About this task: The answer must be an exact transcription of every record.

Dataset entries
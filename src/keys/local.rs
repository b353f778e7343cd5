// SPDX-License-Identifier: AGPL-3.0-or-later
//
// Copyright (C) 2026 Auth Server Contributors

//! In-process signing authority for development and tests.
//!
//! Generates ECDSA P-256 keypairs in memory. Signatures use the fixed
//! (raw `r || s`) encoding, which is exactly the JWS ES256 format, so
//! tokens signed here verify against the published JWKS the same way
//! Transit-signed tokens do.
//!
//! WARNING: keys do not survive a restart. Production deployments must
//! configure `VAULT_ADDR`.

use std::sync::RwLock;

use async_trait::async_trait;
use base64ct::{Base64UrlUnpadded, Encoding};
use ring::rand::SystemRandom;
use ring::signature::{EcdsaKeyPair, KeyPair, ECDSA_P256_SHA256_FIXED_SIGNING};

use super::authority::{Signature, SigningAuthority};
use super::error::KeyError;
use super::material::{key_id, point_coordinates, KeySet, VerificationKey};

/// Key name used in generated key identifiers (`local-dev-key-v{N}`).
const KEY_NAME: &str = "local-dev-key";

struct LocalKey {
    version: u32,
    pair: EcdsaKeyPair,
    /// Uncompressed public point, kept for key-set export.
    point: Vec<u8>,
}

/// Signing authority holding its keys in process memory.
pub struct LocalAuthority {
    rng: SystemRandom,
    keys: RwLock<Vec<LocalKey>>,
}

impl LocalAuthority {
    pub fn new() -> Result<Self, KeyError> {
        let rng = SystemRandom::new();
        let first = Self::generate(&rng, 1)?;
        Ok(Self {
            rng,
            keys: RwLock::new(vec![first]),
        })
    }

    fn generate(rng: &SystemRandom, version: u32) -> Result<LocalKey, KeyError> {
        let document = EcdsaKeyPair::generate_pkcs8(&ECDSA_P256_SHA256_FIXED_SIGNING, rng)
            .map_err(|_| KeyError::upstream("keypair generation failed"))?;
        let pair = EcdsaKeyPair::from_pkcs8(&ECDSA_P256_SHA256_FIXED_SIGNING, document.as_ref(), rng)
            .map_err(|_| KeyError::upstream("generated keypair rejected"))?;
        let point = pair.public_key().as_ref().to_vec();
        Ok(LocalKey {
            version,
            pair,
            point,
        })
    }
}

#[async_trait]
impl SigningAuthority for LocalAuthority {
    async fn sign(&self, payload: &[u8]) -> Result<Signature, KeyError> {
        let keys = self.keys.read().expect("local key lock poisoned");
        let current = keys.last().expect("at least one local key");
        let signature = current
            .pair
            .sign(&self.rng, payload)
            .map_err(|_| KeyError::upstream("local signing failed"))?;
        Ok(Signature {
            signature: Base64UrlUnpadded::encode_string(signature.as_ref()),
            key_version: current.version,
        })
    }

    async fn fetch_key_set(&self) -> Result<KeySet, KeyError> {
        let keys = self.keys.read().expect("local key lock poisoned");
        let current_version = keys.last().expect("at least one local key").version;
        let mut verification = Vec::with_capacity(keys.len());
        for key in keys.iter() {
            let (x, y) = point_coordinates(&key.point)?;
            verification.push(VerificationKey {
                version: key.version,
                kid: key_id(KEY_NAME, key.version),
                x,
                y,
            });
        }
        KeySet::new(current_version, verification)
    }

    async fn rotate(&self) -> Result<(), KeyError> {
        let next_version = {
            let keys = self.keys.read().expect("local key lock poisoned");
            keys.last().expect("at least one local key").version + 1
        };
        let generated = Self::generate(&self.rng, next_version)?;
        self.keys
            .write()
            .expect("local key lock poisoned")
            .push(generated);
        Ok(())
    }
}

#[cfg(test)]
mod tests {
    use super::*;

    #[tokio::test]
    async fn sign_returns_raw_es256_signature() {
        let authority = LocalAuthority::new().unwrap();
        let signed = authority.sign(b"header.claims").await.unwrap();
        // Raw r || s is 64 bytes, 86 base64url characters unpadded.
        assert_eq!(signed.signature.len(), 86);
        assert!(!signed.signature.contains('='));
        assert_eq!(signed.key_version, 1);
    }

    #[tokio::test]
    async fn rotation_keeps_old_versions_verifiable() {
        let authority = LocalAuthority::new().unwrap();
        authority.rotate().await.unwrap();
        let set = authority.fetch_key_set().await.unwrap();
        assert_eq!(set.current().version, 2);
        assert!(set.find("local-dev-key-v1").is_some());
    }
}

Response box:
filename src/keys/local.rs
repository b353f778e7343cd5
// SPDX-License-Identifier: AGPL-3.0-or-later
//
// Copyright (C) 2026 Auth Server Contributors

//! In-process signing authority for development and tests.
//!
//! Generates ECDSA P-256 keypairs in memory. Signatures use the fixed
//! (raw `r || s`) encoding, which is exactly the JWS ES256 format, so
//! tokens signed here verify against the published JWKS the same way
//! Transit-signed tokens do.
//!
//! WARNING: keys do not survive a restart. Production deployments must
//! configure `VAULT_ADDR`.

use std::sync::RwLock;

use async_trait::async_trait;
use base64ct::{Base64UrlUnpadded, Encoding};
use ring::rand::SystemRandom;
use ring::signature::{EcdsaKeyPair, KeyPair, ECDSA_P256_SHA256_FIXED_SIGNING};

use super::authority::{Signature, SigningAuthority};
use super::error::KeyError;
use super::material::{key_id, point_coordinates, KeySet, VerificationKey};

/// Key name used in generated key identifiers (`local-dev-key-v{N}`).
const KEY_NAME: &str = "local-dev-key";

struct LocalKey {
    version: u32,
    pair: EcdsaKeyPair,
    /// Uncompressed public point, kept for key-set export.
    point: Vec<u8>,
}

/// Signing authority holding its keys in process memory.
pub struct LocalAuthority {
    rng: SystemRandom,
    keys: RwLock<Vec<LocalKey>>,
}

impl LocalAuthority {
    pub fn new() -> Result<Self, KeyError> {
        let rng = SystemRandom::new();
        let first = Self::generate(&rng, 1)?;
        Ok(Self {
            rng,
            keys: RwLock::new(vec![first]),
        })
    }

    fn generate(rng: &SystemRandom, version: u32) -> Result<LocalKey, KeyError> {
        let document = EcdsaKeyPair::generate_pkcs8(&ECDSA_P256_SHA256_FIXED_SIGNING, rng)
            .map_err(|_| KeyError::upstream("keypair generation failed"))?;
        let pair = EcdsaKeyPair::from_pkcs8(&ECDSA_P256_SHA256_FIXED_SIGNING, document.as_ref(), rng)
            .map_err(|_| KeyError::upstream("generated keypair rejected"))?;
        let point = pair.public_key().as_ref().to_vec();
        Ok(LocalKey {
            version,
            pair,
            point,
        })
    }
}

#[async_trait]
impl SigningAuthority for LocalAuthority {
    async fn sign(&self, payload: &[u8]) -> Result<Signature, KeyError> {
        let keys = self.keys.read().expect("local key lock poisoned");
        let current = keys.last().expect("at least one local key");
        let signature = current
            .pair
            .sign(&self.rng, payload)
            .map_err(|_| KeyError::upstream("local signing failed"))?;
        Ok(Signature {
            signature: Base64UrlUnpadded::encode_string(signature.as_ref()),
            key_version: current.version,
        })
    }

    async fn fetch_key_set(&self) -> Result<KeySet, KeyError> {
        let keys = self.keys.read().expect("local key lock poisoned");
        let current_version = keys.last().expect("at least one local key").version;
        let mut verification = Vec::with_capacity(keys.len());
        for key in keys.iter() {
            let (x, y) = point_coordinates(&key.point)?;
            verification.push(VerificationKey {
                version: key.version,
                kid: key_id(KEY_NAME, key.version),
                x,
                y,
            });
        }
        KeySet::new(current_version, verification)
    }

    async fn rotate(&self) -> Result<(), KeyError> {
        let next_version = {
            let keys = self.keys.read().expect("local key lock poisoned");
            keys.last().expect("at least one local key").version + 1
        };
        let generated = Self::generate(&self.rng, next_version)?;
        self.keys
            .write()
            .expect("local key lock poisoned")
            .push(generated);
        Ok(())
    }
}

#[cfg(test)]
mod tests {
    use super::*;

    #[tokio::test]
    async fn sign_returns_raw_es256_signature() {
        let authority = LocalAuthority::new().unwrap();
        let signed = authority.sign(b"header.claims").await.unwrap();
        // Raw r || s is 64 bytes, 86 base64url characters unpadded.
        assert_eq!(signed.signature.len(), 86);
        assert!(!signed.signature.contains('='));
        assert_eq!(signed.key_version, 1);
    }

    #[tokio::test]
    async fn rotation_keeps_old_versions_verifiable() {
        let authority = LocalAuthority::new().unwrap();
        authority.rotate().await.unwrap();
        let set = authority.fetch_key_set().await.unwrap();
        assert_eq!(set.current().version, 2);
        assert!(set.find("local-dev-key-v1").is_some());
    }
}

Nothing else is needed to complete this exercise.